### What this task involves
Could you return every record below exactly as it is written?

### Records for the exercise
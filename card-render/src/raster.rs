//! Bitmap helpers on top of `tiny_skia::Pixmap`.

use std::fs;
use std::path::Path;

use card_core::{BackTransform, Rotation};
use png::{BitDepth, ColorType, Encoder};
use tiny_skia::{FilterQuality, IntRect, Pixmap, PixmapPaint, Transform};

use crate::RenderError;

pub fn new_canvas(width: u32, height: u32) -> Result<Pixmap, RenderError> {
    Pixmap::new(width, height).ok_or(RenderError::Canvas { width, height })
}

pub fn load_png(path: &Path) -> Result<Pixmap, RenderError> {
    if !path.is_file() {
        return Err(RenderError::MissingAsset(path.to_path_buf()));
    }
    Pixmap::load_png(path).map_err(|e| RenderError::Decode {
        path: path.to_path_buf(),
        reason: e.to_string(),
    })
}

// Shared PNG encoder: straight RGBA, deterministic for the same pixels
pub fn encode_png(pixmap: &Pixmap) -> Result<Vec<u8>, RenderError> {
    let mut rgba = Vec::with_capacity(pixmap.data().len());
    for p in pixmap.pixels() {
        let c = p.demultiply();
        rgba.extend_from_slice(&[c.red(), c.green(), c.blue(), c.alpha()]);
    }
    let mut buf = Vec::new();
    {
        let mut enc = Encoder::new(&mut buf, pixmap.width(), pixmap.height());
        enc.set_color(ColorType::Rgba);
        enc.set_depth(BitDepth::Eight);
        let mut writer = enc.write_header()?;
        writer.write_image_data(&rgba)?;
    }
    Ok(buf)
}

pub fn save_png(pixmap: &Pixmap, path: &Path) -> Result<(), RenderError> {
    fs::write(path, encode_png(pixmap)?)?;
    Ok(())
}

/// Resamples to exactly `width`×`height`, ignoring aspect ratio.
pub fn resize(src: &Pixmap, width: u32, height: u32) -> Result<Pixmap, RenderError> {
    if (src.width(), src.height()) == (width, height) {
        return Ok(src.clone());
    }
    let mut out = new_canvas(width, height)?;
    let sx = width as f32 / src.width() as f32;
    let sy = height as f32 / src.height() as f32;
    let paint = PixmapPaint {
        quality: FilterQuality::Bicubic,
        ..Default::default()
    };
    out.draw_pixmap(0, 0, src.as_ref(), &paint, Transform::from_scale(sx, sy), None);
    Ok(out)
}

/// Uniform scale; dimensions are truncated like integer pixel sizes.
pub fn scale(src: &Pixmap, factor: f32) -> Result<Pixmap, RenderError> {
    let width = (src.width() as f32 * factor) as u32;
    let height = (src.height() as f32 * factor) as u32;
    resize(src, width, height)
}

// Copies pixels so that out(x, y) = src(pick(x, y)).
fn remap<F>(src: &Pixmap, width: u32, height: u32, pick: F) -> Result<Pixmap, RenderError>
where
    F: Fn(u32, u32) -> (u32, u32),
{
    let mut out = new_canvas(width, height)?;
    let src_w = src.width();
    let pixels = src.pixels();
    let dst = out.pixels_mut();
    for y in 0..height {
        for x in 0..width {
            let (sx, sy) = pick(x, y);
            dst[(y * width + x) as usize] = pixels[(sy * src_w + sx) as usize];
        }
    }
    Ok(out)
}

pub fn rotate(src: &Pixmap, rotation: Rotation) -> Result<Pixmap, RenderError> {
    let (w, h) = (src.width(), src.height());
    match rotation {
        Rotation::None => Ok(src.clone()),
        // counter-clockwise with the canvas expanded to fit
        Rotation::Quarter => remap(src, h, w, |x, y| (w - 1 - y, x)),
        Rotation::Half => remap(src, w, h, |x, y| (w - 1 - x, h - 1 - y)),
    }
}

pub fn flip_vertical(src: &Pixmap) -> Result<Pixmap, RenderError> {
    let h = src.height();
    remap(src, src.width(), h, |x, y| (x, h - 1 - y))
}

pub fn apply_back_transform(src: &Pixmap, transform: BackTransform) -> Result<Pixmap, RenderError> {
    match transform {
        BackTransform::Rotate180 => rotate(src, Rotation::Half),
        BackTransform::FlipVerticalThenRotate180 => rotate(&flip_vertical(src)?, Rotation::Half),
    }
}

/// Source-over paste; the source alpha acts as the mask. Parts outside the
/// canvas are clipped.
pub fn paste(dst: &mut Pixmap, src: &Pixmap, x: i32, y: i32) {
    dst.draw_pixmap(
        x,
        y,
        src.as_ref(),
        &PixmapPaint::default(),
        Transform::identity(),
        None,
    );
}

pub fn crop(src: &Pixmap, x: i32, y: i32, width: u32, height: u32) -> Option<Pixmap> {
    src.clone_rect(IntRect::from_xywh(x, y, width, height)?)
}

#[cfg(test)]
pub(crate) mod tests {
    use super::*;
    use tiny_skia::Color;

    /// Opaque pixmap whose pixel (x, y) encodes its own coordinates.
    pub(crate) fn gradient(width: u32, height: u32) -> Pixmap {
        let mut p = new_canvas(width, height).unwrap();
        for y in 0..height {
            for x in 0..width {
                let c = Color::from_rgba8(x as u8, y as u8, 7, 255)
                    .premultiply()
                    .to_color_u8();
                p.pixels_mut()[(y * width + x) as usize] = c;
            }
        }
        p
    }

    fn at(p: &Pixmap, x: u32, y: u32) -> (u8, u8) {
        let c = p.pixel(x, y).unwrap();
        (c.red(), c.green())
    }

    #[test]
    fn quarter_turn_is_counter_clockwise() {
        let src = gradient(3, 2);
        let out = rotate(&src, Rotation::Quarter).unwrap();
        assert_eq!((out.width(), out.height()), (2, 3));
        // the top-right source corner ends up top-left
        assert_eq!(at(&out, 0, 0), (2, 0));
        assert_eq!(at(&out, 0, 2), (0, 0));
        assert_eq!(at(&out, 1, 2), (0, 1));
    }

    #[test]
    fn half_turn_and_flip_are_involutions() {
        let src = gradient(5, 4);
        let twice = rotate(&rotate(&src, Rotation::Half).unwrap(), Rotation::Half).unwrap();
        assert_eq!(twice.data(), src.data());
        let flipped = flip_vertical(&flip_vertical(&src).unwrap()).unwrap();
        assert_eq!(flipped.data(), src.data());
    }

    #[test]
    fn flip_then_half_turn_mirrors_horizontally() {
        let src = gradient(4, 3);
        let out = apply_back_transform(&src, BackTransform::FlipVerticalThenRotate180).unwrap();
        for y in 0..3 {
            for x in 0..4 {
                assert_eq!(at(&out, x, y), at(&src, 3 - x, y));
            }
        }
    }

    #[test]
    fn scale_truncates_dimensions() {
        let src = gradient(100, 50);
        let out = scale(&src, 0.4087).unwrap();
        assert_eq!((out.width(), out.height()), (40, 20));
    }

    #[test]
    fn paste_skips_transparent_pixels() {
        let mut dst = gradient(4, 4);
        let before = dst.clone();
        let clear = new_canvas(2, 2).unwrap();
        paste(&mut dst, &clear, 1, 1);
        assert_eq!(dst.data(), before.data());
    }

    #[test]
    fn png_bytes_decode_to_same_pixels() {
        let src = gradient(6, 5);
        let bytes = encode_png(&src).unwrap();
        let back = Pixmap::decode_png(&bytes).unwrap();
        assert_eq!(back.data(), src.data());
    }

    #[test]
    fn missing_file_is_a_missing_asset() {
        let err = load_png(Path::new("/definitely/not/here.png")).unwrap_err();
        assert!(matches!(err, RenderError::MissingAsset(_)));
    }
}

### Written response
filename card-render/src/raster.rs
//! Bitmap helpers on top of `tiny_skia::Pixmap`.

use std::fs;
use std::path::Path;

use card_core::{BackTransform, Rotation};
use png::{BitDepth, ColorType, Encoder};
use tiny_skia::{FilterQuality, IntRect, Pixmap, PixmapPaint, Transform};

use crate::RenderError;

pub fn new_canvas(width: u32, height: u32) -> Result<Pixmap, RenderError> {
    Pixmap::new(width, height).ok_or(RenderError::Canvas { width, height })
}

pub fn load_png(path: &Path) -> Result<Pixmap, RenderError> {
    if !path.is_file() {
        return Err(RenderError::MissingAsset(path.to_path_buf()));
    }
    Pixmap::load_png(path).map_err(|e| RenderError::Decode {
        path: path.to_path_buf(),
        reason: e.to_string(),
    })
}

// Shared PNG encoder: straight RGBA, deterministic for the same pixels
pub fn encode_png(pixmap: &Pixmap) -> Result<Vec<u8>, RenderError> {
    let mut rgba = Vec::with_capacity(pixmap.data().len());
    for p in pixmap.pixels() {
        let c = p.demultiply();
        rgba.extend_from_slice(&[c.red(), c.green(), c.blue(), c.alpha()]);
    }
    let mut buf = Vec::new();
    {
        let mut enc = Encoder::new(&mut buf, pixmap.width(), pixmap.height());
        enc.set_color(ColorType::Rgba);
        enc.set_depth(BitDepth::Eight);
        let mut writer = enc.write_header()?;
        writer.write_image_data(&rgba)?;
    }
    Ok(buf)
}

pub fn save_png(pixmap: &Pixmap, path: &Path) -> Result<(), RenderError> {
    fs::write(path, encode_png(pixmap)?)?;
    Ok(())
}

/// Resamples to exactly `width`×`height`, ignoring aspect ratio.
pub fn resize(src: &Pixmap, width: u32, height: u32) -> Result<Pixmap, RenderError> {
    if (src.width(), src.height()) == (width, height) {
        return Ok(src.clone());
    }
    let mut out = new_canvas(width, height)?;
    let sx = width as f32 / src.width() as f32;
    let sy = height as f32 / src.height() as f32;
    let paint = PixmapPaint {
        quality: FilterQuality::Bicubic,
        ..Default::default()
    };
    out.draw_pixmap(0, 0, src.as_ref(), &paint, Transform::from_scale(sx, sy), None);
    Ok(out)
}

/// Uniform scale; dimensions are truncated like integer pixel sizes.
pub fn scale(src: &Pixmap, factor: f32) -> Result<Pixmap, RenderError> {
    let width = (src.width() as f32 * factor) as u32;
    let height = (src.height() as f32 * factor) as u32;
    resize(src, width, height)
}

// Copies pixels so that out(x, y) = src(pick(x, y)).
fn remap<F>(src: &Pixmap, width: u32, height: u32, pick: F) -> Result<Pixmap, RenderError>
where
    F: Fn(u32, u32) -> (u32, u32),
{
    let mut out = new_canvas(width, height)?;
    let src_w = src.width();
    let pixels = src.pixels();
    let dst = out.pixels_mut();
    for y in 0..height {
        for x in 0..width {
            let (sx, sy) = pick(x, y);
            dst[(y * width + x) as usize] = pixels[(sy * src_w + sx) as usize];
        }
    }
    Ok(out)
}

pub fn rotate(src: &Pixmap, rotation: Rotation) -> Result<Pixmap, RenderError> {
    let (w, h) = (src.width(), src.height());
    match rotation {
        Rotation::None => Ok(src.clone()),
        // counter-clockwise with the canvas expanded to fit
        Rotation::Quarter => remap(src, h, w, |x, y| (w - 1 - y, x)),
        Rotation::Half => remap(src, w, h, |x, y| (w - 1 - x, h - 1 - y)),
    }
}

pub fn flip_vertical(src: &Pixmap) -> Result<Pixmap, RenderError> {
    let h = src.height();
    remap(src, src.width(), h, |x, y| (x, h - 1 - y))
}

pub fn apply_back_transform(src: &Pixmap, transform: BackTransform) -> Result<Pixmap, RenderError> {
    match transform {
        BackTransform::Rotate180 => rotate(src, Rotation::Half),
        BackTransform::FlipVerticalThenRotate180 => rotate(&flip_vertical(src)?, Rotation::Half),
    }
}

/// Source-over paste; the source alpha acts as the mask. Parts outside the
/// canvas are clipped.
pub fn paste(dst: &mut Pixmap, src: &Pixmap, x: i32, y: i32) {
    dst.draw_pixmap(
        x,
        y,
        src.as_ref(),
        &PixmapPaint::default(),
        Transform::identity(),
        None,
    );
}

pub fn crop(src: &Pixmap, x: i32, y: i32, width: u32, height: u32) -> Option<Pixmap> {
    src.clone_rect(IntRect::from_xywh(x, y, width, height)?)
}

#[cfg(test)]
pub(crate) mod tests {
    use super::*;
    use tiny_skia::Color;

    /// Opaque pixmap whose pixel (x, y) encodes its own coordinates.
    pub(crate) fn gradient(width: u32, height: u32) -> Pixmap {
        let mut p = new_canvas(width, height).unwrap();
        for y in 0..height {
            for x in 0..width {
                let c = Color::from_rgba8(x as u8, y as u8, 7, 255)
                    .premultiply()
                    .to_color_u8();
                p.pixels_mut()[(y * width + x) as usize] = c;
            }
        }
        p
    }

    fn at(p: &Pixmap, x: u32, y: u32) -> (u8, u8) {
        let c = p.pixel(x, y).unwrap();
        (c.red(), c.green())
    }

    #[test]
    fn quarter_turn_is_counter_clockwise() {
        let src = gradient(3, 2);
        let out = rotate(&src, Rotation::Quarter).unwrap();
        assert_eq!((out.width(), out.height()), (2, 3));
        // the top-right source corner ends up top-left
        assert_eq!(at(&out, 0, 0), (2, 0));
        assert_eq!(at(&out, 0, 2), (0, 0));
        assert_eq!(at(&out, 1, 2), (0, 1));
    }

    #[test]
    fn half_turn_and_flip_are_involutions() {
        let src = gradient(5, 4);
        let twice = rotate(&rotate(&src, Rotation::Half).unwrap(), Rotation::Half).unwrap();
        assert_eq!(twice.data(), src.data());
        let flipped = flip_vertical(&flip_vertical(&src).unwrap()).unwrap();
        assert_eq!(flipped.data(), src.data());
    }

    #[test]
    fn flip_then_half_turn_mirrors_horizontally() {
        let src = gradient(4, 3);
        let out = apply_back_transform(&src, BackTransform::FlipVerticalThenRotate180).unwrap();
        for y in 0..3 {
            for x in 0..4 {
                assert_eq!(at(&out, x, y), at(&src, 3 - x, y));
            }
        }
    }

    #[test]
    fn scale_truncates_dimensions() {
        let src = gradient(100, 50);
        let out = scale(&src, 0.4087).unwrap();
        assert_eq!((out.width(), out.height()), (40, 20));
    }

    #[test]
    fn paste_skips_transparent_pixels() {
        let mut dst = gradient(4, 4);
        let before = dst.clone();
        let clear = new_canvas(2, 2).unwrap();
        paste(&mut dst, &clear, 1, 1);
        assert_eq!(dst.data(), before.data());
    }

    #[test]
    fn png_bytes_decode_to_same_pixels() {
        let src = gradient(6, 5);
        let bytes = encode_png(&src).unwrap();
        let back = Pixmap::decode_png(&bytes).unwrap();
        assert_eq!(back.data(), src.data());
    }

    #[test]
    fn missing_file_is_a_missing_asset() {
        let err = load_png(Path::new("/definitely/not/here.png")).unwrap_err();
        assert!(matches!(err, RenderError::MissingAsset(_)));
    }
}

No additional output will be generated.